Effects of ethanol in vivo and in vitro on stimulated phosphoinositide hydrolysis in rat cortex and cerebellum.

Abstract

The effects of ethanol on phosphoinositide (PI) hydrolysis in rat cortex and cerebellum were studied to determine if this signal transduction mechanism is a pharmacological site of action for ethanol. In addition PI responses in young adult (8 months old) and old (22 months old) rats were compared to investigate the possible interaction between chronic ethanol treatment and aging on stimulated inositide metabolism. Fischer 344 rats were maintained on a nutritionally complete liquid diet containing sucrose or ethanol for 5 months. PI hydrolysis in prelabeled cortical or cerebellar slices was determined by measuring the release of [3H]inositol phosphates in the presence of 8 mM LiCl.

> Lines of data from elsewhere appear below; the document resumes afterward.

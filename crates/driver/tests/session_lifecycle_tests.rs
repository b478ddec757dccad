//! Integration tests for the session lifecycle
//!
//! Tests attach, detach and bus reset handling including:
//! - Classification gating
//! - Buffer sizing and first-match endpoint selection
//! - Allocation accounting on every failure path
//! - Reset window behaviour

use driver::test_utils::{
    MockDevice, bulk_in, bulk_out, control, counting_manager, counting_manager_with,
    identity_for, interrupt_in, standard_endpoints,
};
use driver::{
    AttachError, CountingAllocator, DEVICE_TABLE, DeviceKey, HostStatus, LifecycleState,
    ResetOutcome,
};
use std::sync::Arc;

fn key() -> DeviceKey {
    DeviceKey::new(1, 5, 0)
}

fn device() -> Arc<MockDevice> {
    Arc::new(MockDevice::new("ubertooth"))
}

mod classification {
    use super::*;

    #[test]
    fn test_recognized_attaches() {
        let (mut manager, counter) = counting_manager();
        let session = manager
            .attach(key(), device(), identity_for(0x1d50, 0x6002), &standard_endpoints())
            .unwrap();

        assert_eq!(session.identity().product_id, 0x6002);
        assert_eq!(counter.outstanding(), 2);
    }

    #[test]
    fn test_non_recognized_table_entries_rejected_without_allocation() {
        for entry in DEVICE_TABLE
            .iter()
            .filter(|e| !(e.vendor_id == 0x1d50 && e.product_id == 0x6002))
        {
            let (mut manager, counter) = counting_manager();
            let err = manager
                .attach(
                    key(),
                    device(),
                    identity_for(entry.vendor_id, entry.product_id),
                    &standard_endpoints(),
                )
                .unwrap_err();

            assert!(
                matches!(err, AttachError::UnsupportedDevice { .. }),
                "{:04x}:{:04x} gave {:?}",
                entry.vendor_id,
                entry.product_id,
                err
            );
            assert_eq!(err.host_status(), HostStatus::NotSupported);
            assert_eq!(counter.allocations(), 0);
            assert_eq!(manager.state(&key()), LifecycleState::Unattached);
        }
    }

    #[test]
    fn test_bootloader_message() {
        let (mut manager, _counter) = counting_manager();
        let err = manager
            .attach(key(), device(), identity_for(0x1d50, 0x6003), &standard_endpoints())
            .unwrap_err();

        assert_eq!(
            err,
            AttachError::UnsupportedDevice {
                reason: "Bootloader mode not yet supported"
            }
        );
    }

    #[test]
    fn test_unknown_id_rejected_not_panicking() {
        let (mut manager, counter) = counting_manager();
        let err = manager
            .attach(key(), device(), identity_for(0x1234, 0x5678), &standard_endpoints())
            .unwrap_err();

        assert!(matches!(err, AttachError::UnsupportedDevice { .. }));
        assert_eq!(counter.allocations(), 0);
    }

    #[test]
    fn test_unsupported_is_stable_across_calls() {
        let (mut manager, _counter) = counting_manager();
        let identity = identity_for(0x1d50, 0x6000);

        let first = manager
            .attach(key(), device(), identity, &standard_endpoints())
            .unwrap_err();
        let second = manager
            .attach(key(), device(), identity, &standard_endpoints())
            .unwrap_err();

        assert_eq!(first, second);
        assert!(matches!(second, AttachError::UnsupportedDevice { .. }));
    }
}

mod endpoints {
    use super::*;

    #[test]
    fn test_buffer_sizes_match_max_packet_size() {
        let (mut manager, _counter) = counting_manager();
        let session = manager
            .attach(
                key(),
                device(),
                identity_for(0x1d50, 0x6002),
                &[bulk_out(0x05, 512), bulk_in(0x82, 64)],
            )
            .unwrap();

        assert_eq!(session.bulk_in().buffer().len(), 64);
        assert_eq!(session.bulk_out().buffer().len(), 512);
    }

    #[test]
    fn test_first_bulk_in_wins() {
        let (mut manager, counter) = counting_manager();
        let session = manager
            .attach(
                key(),
                device(),
                identity_for(0x1d50, 0x6002),
                &[
                    bulk_in(0x81, 32),
                    bulk_in(0x82, 64),
                    bulk_out(0x05, 64),
                    bulk_out(0x06, 512),
                ],
            )
            .unwrap();

        assert_eq!(session.bulk_in().endpoint().address, 0x81);
        assert_eq!(session.bulk_in().buffer().len(), 32);
        assert_eq!(session.bulk_out().endpoint().address, 0x05);
        // Ignored endpoints get no buffer
        assert_eq!(counter.allocations(), 2);
    }

    #[test]
    fn test_control_endpoint_recorded_without_buffer() {
        let (mut manager, counter) = counting_manager();
        let session = manager
            .attach(
                key(),
                device(),
                identity_for(0x1d50, 0x6002),
                &[control(0x00, 64), bulk_in(0x82, 64), bulk_out(0x05, 64)],
            )
            .unwrap();

        assert_eq!(session.control().map(|ep| ep.address), Some(0x00));
        assert_eq!(counter.allocations(), 2);
    }

    #[test]
    fn test_missing_bulk_in() {
        let (mut manager, counter) = counting_manager();
        let err = manager
            .attach(
                key(),
                device(),
                identity_for(0x1d50, 0x6002),
                &[interrupt_in(0x81, 8), bulk_out(0x05, 64)],
            )
            .unwrap_err();

        assert_eq!(
            err,
            AttachError::EndpointsNotFound {
                bulk_in: false,
                bulk_out: true
            }
        );
        assert_eq!(counter.allocations(), 1);
        assert_eq!(counter.outstanding(), 0);
        assert!(manager.session(&key()).is_none());
    }

    #[test]
    fn test_empty_endpoint_list() {
        let (mut manager, counter) = counting_manager();
        let err = manager
            .attach(key(), device(), identity_for(0x1d50, 0x6002), &[])
            .unwrap_err();

        assert_eq!(err.host_status(), HostStatus::NoSuchDevice);
        assert_eq!(counter.outstanding(), 0);
    }

    #[test]
    fn test_failed_attach_drops_device_reference() {
        let (mut manager, _counter) = counting_manager();
        let dev = device();
        let _ = manager.attach(
            key(),
            Arc::clone(&dev),
            identity_for(0x1d50, 0x6002),
            &[bulk_in(0x82, 64)],
        );

        assert_eq!(Arc::strong_count(&dev), 1);
    }
}

mod out_of_memory {
    use super::*;

    #[test]
    fn test_second_allocation_fails_releases_first() {
        let (mut manager, counter) = counting_manager_with(CountingAllocator::failing_after(1));
        let err = manager
            .attach(key(), device(), identity_for(0x1d50, 0x6002), &standard_endpoints())
            .unwrap_err();

        assert!(matches!(err, AttachError::OutOfMemory(_)));
        assert_eq!(err.host_status(), HostStatus::OutOfMemory);
        assert_eq!(counter.allocations(), 1);
        assert_eq!(counter.outstanding(), 0);
        assert_eq!(manager.state(&key()), LifecycleState::Unattached);
    }

    #[test]
    fn test_first_allocation_fails() {
        let (mut manager, counter) = counting_manager_with(CountingAllocator::failing_after(0));
        let err = manager
            .attach(key(), device(), identity_for(0x1d50, 0x6002), &standard_endpoints())
            .unwrap_err();

        assert!(err.is_transient());
        assert_eq!(counter.outstanding(), 0);
    }
}

mod detach {
    use super::*;

    #[test]
    fn test_detach_frees_both_buffers_and_association() {
        let (mut manager, counter) = counting_manager();
        let dev = device();
        manager
            .attach(
                key(),
                Arc::clone(&dev),
                identity_for(0x1d50, 0x6002),
                &standard_endpoints(),
            )
            .unwrap();
        assert_eq!(Arc::strong_count(&dev), 2);

        assert!(manager.detach(&key()));
        assert_eq!(counter.releases(), 2);
        assert_eq!(counter.outstanding(), 0);
        assert_eq!(Arc::strong_count(&dev), 1);
        assert!(manager.session(&key()).is_none());
    }

    #[test]
    fn test_detach_during_reset_window() {
        let (mut manager, counter) = counting_manager();
        manager
            .attach(key(), device(), identity_for(0x1d50, 0x6002), &standard_endpoints())
            .unwrap();

        manager.pre_reset(&key());
        assert!(manager.detach(&key()));
        assert_eq!(counter.outstanding(), 0);
        assert_eq!(manager.post_reset(&key()), ResetOutcome::Suppressed);
    }

    #[test]
    fn test_reattach_after_detach() {
        let (mut manager, counter) = counting_manager();
        for _ in 0..3 {
            manager
                .attach(key(), device(), identity_for(0x1d50, 0x6002), &standard_endpoints())
                .unwrap();
            manager.detach(&key());
        }

        assert_eq!(counter.allocations(), 6);
        assert_eq!(counter.outstanding(), 0);
    }
}

mod reset {
    use super::*;

    fn attached() -> driver::SessionManager<MockDevice> {
        let (mut manager, _counter) = counting_manager();
        manager
            .attach(key(), device(), identity_for(0x1d50, 0x6002), &standard_endpoints())
            .unwrap();
        manager
    }

    #[test]
    fn test_running_restored() {
        let mut manager = attached();
        manager.start_transfers(&key());

        assert_eq!(manager.pre_reset(&key()), ResetOutcome::Allowed);
        assert!(!manager.session(&key()).unwrap().is_running());

        assert_eq!(manager.post_reset(&key()), ResetOutcome::Allowed);
        assert!(manager.session(&key()).unwrap().is_running());
    }

    #[test]
    fn test_idle_stays_idle() {
        let mut manager = attached();

        manager.pre_reset(&key());
        manager.post_reset(&key());
        assert!(!manager.session(&key()).unwrap().is_running());
    }

    #[test]
    fn test_register_lock_held_across_window() {
        let mut manager = attached();
        let registers = manager.session(&key()).unwrap().register_lock();

        manager.pre_reset(&key());
        assert!(registers.try_lock().is_err());

        manager.post_reset(&key());
        assert!(registers.try_lock().is_ok());
    }

    #[tokio::test]
    async fn test_reset_window_inside_runtime() {
        let mut manager = attached();
        manager.start_transfers(&key());
        let registers = manager.session(&key()).unwrap().register_lock();

        assert_eq!(manager.pre_reset(&key()), ResetOutcome::Allowed);
        assert_eq!(manager.state(&key()), LifecycleState::ResetPending);
        assert!(registers.try_lock().is_err());

        assert_eq!(manager.post_reset(&key()), ResetOutcome::Allowed);
        assert!(registers.try_lock().is_ok());
        assert!(manager.session(&key()).unwrap().is_running());
    }

    #[tokio::test]
    async fn test_busy_register_lock_inside_runtime() {
        let mut manager = attached();
        manager.start_transfers(&key());
        let registers = manager.session(&key()).unwrap().register_lock();
        let held = registers.clone().try_lock_owned().unwrap();

        assert_eq!(manager.pre_reset(&key()), ResetOutcome::Allowed);
        assert_eq!(manager.state(&key()), LifecycleState::ResetPending);
        assert!(!manager.session(&key()).unwrap().is_running());

        assert_eq!(manager.post_reset(&key()), ResetOutcome::Allowed);
        assert!(manager.session(&key()).unwrap().is_running());

        drop(held);
        assert!(registers.try_lock().is_ok());
    }

    #[test]
    fn test_busy_register_lock_waits_outside_runtime() {
        let mut manager = attached();
        let registers = manager.session(&key()).unwrap().register_lock();
        let held = registers.clone().try_lock_owned().unwrap();

        let releaser = std::thread::spawn(move || {
            std::thread::sleep(std::time::Duration::from_millis(50));
            drop(held);
        });

        assert_eq!(manager.pre_reset(&key()), ResetOutcome::Allowed);
        releaser.join().unwrap();
        assert!(registers.try_lock().is_err());

        manager.post_reset(&key());
        assert!(registers.try_lock().is_ok());
    }

    #[test]
    fn test_post_reset_without_session_is_noop() {
        let (mut manager, _counter) = counting_manager();
        assert_eq!(manager.post_reset(&key()), ResetOutcome::Suppressed);
        assert_eq!(manager.pre_reset(&key()), ResetOutcome::Suppressed);
        assert!(manager.is_empty());
    }

    #[test]
    fn test_post_reset_without_pre_reset_is_noop() {
        let mut manager = attached();
        manager.start_transfers(&key());

        assert_eq!(manager.post_reset(&key()), ResetOutcome::Suppressed);
        assert!(manager.session(&key()).unwrap().is_running());
        assert_eq!(manager.state(&key()), LifecycleState::Attached);
    }

    #[test]
    fn test_double_pre_reset_keeps_first_state() {
        let mut manager = attached();
        manager.start_transfers(&key());

        manager.pre_reset(&key());
        // Second call sees transfers stopped but must not overwrite the record
        assert_eq!(manager.pre_reset(&key()), ResetOutcome::Allowed);
        manager.post_reset(&key());

        assert!(manager.session(&key()).unwrap().is_running());
    }
}

mod properties {
    use super::*;
    use driver::{EndpointDescriptor, TransferKind};
    use proptest::prelude::*;

    fn endpoint() -> impl Strategy<Value = EndpointDescriptor> {
        (
            any::<u8>(),
            prop_oneof![
                Just(TransferKind::Bulk),
                Just(TransferKind::Control),
                Just(TransferKind::Other)
            ],
            0u16..=1024,
        )
            .prop_map(|(address, kind, mps)| EndpointDescriptor::new(address, kind, mps))
    }

    proptest! {
        #[test]
        fn prop_first_match_and_no_leaks(
            endpoints in proptest::collection::vec(endpoint(), 0..12)
        ) {
            let (mut manager, counter) = counting_manager();
            let first_in = endpoints.iter().find(|ep| ep.is_bulk_in()).copied();
            let first_out = endpoints.iter().find(|ep| ep.is_bulk_out()).copied();

            let result = manager.attach(key(), device(), identity_for(0x1d50, 0x6002), &endpoints);

            match (first_in, first_out) {
                (Some(bulk_in), Some(bulk_out)) => {
                    let session = result.unwrap();
                    prop_assert_eq!(*session.bulk_in().endpoint(), bulk_in);
                    prop_assert_eq!(*session.bulk_out().endpoint(), bulk_out);
                    prop_assert_eq!(
                        session.bulk_in().buffer().len(),
                        usize::from(bulk_in.max_packet_size)
                    );
                    prop_assert_eq!(
                        session.bulk_out().buffer().len(),
                        usize::from(bulk_out.max_packet_size)
                    );
                    prop_assert_eq!(counter.outstanding(), 2);
                }
                _ => {
                    let is_missing = matches!(result, Err(AttachError::EndpointsNotFound { .. }));
                    prop_assert!(is_missing);
                    prop_assert_eq!(counter.outstanding(), 0);
                }
            }

            manager.detach_all();
            prop_assert_eq!(counter.outstanding(), 0);
        }
    }
}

Neither chronic ethanol nor aging altered maximal PI responses to carbachol or submaximal responses elicited by 20 mM KCl or 30 microM A23187. The glutamate-induced response was slightly reduced in the aged rats. Concentration-effect curves for norepinephrine (NE)-stimulated PI hydrolysis were similar in sucrose- and ethanol-treated cortex and cerebellum. Ethanol in vitro inhibited NE-stimulated PI hydrolysis in cortical but not cerebellar slices. The ethanol-induced inhibition of the NE-stimulated PI response was not altered by aging or chronic ethanol treatment. These results suggest that aging or chronic ethanol treatment do not cause large changes in the responsiveness of most PI-linked receptors, and thus, any deficits caused by these conditions may not be due to functional changes in receptor-mediated PI hydrolysis.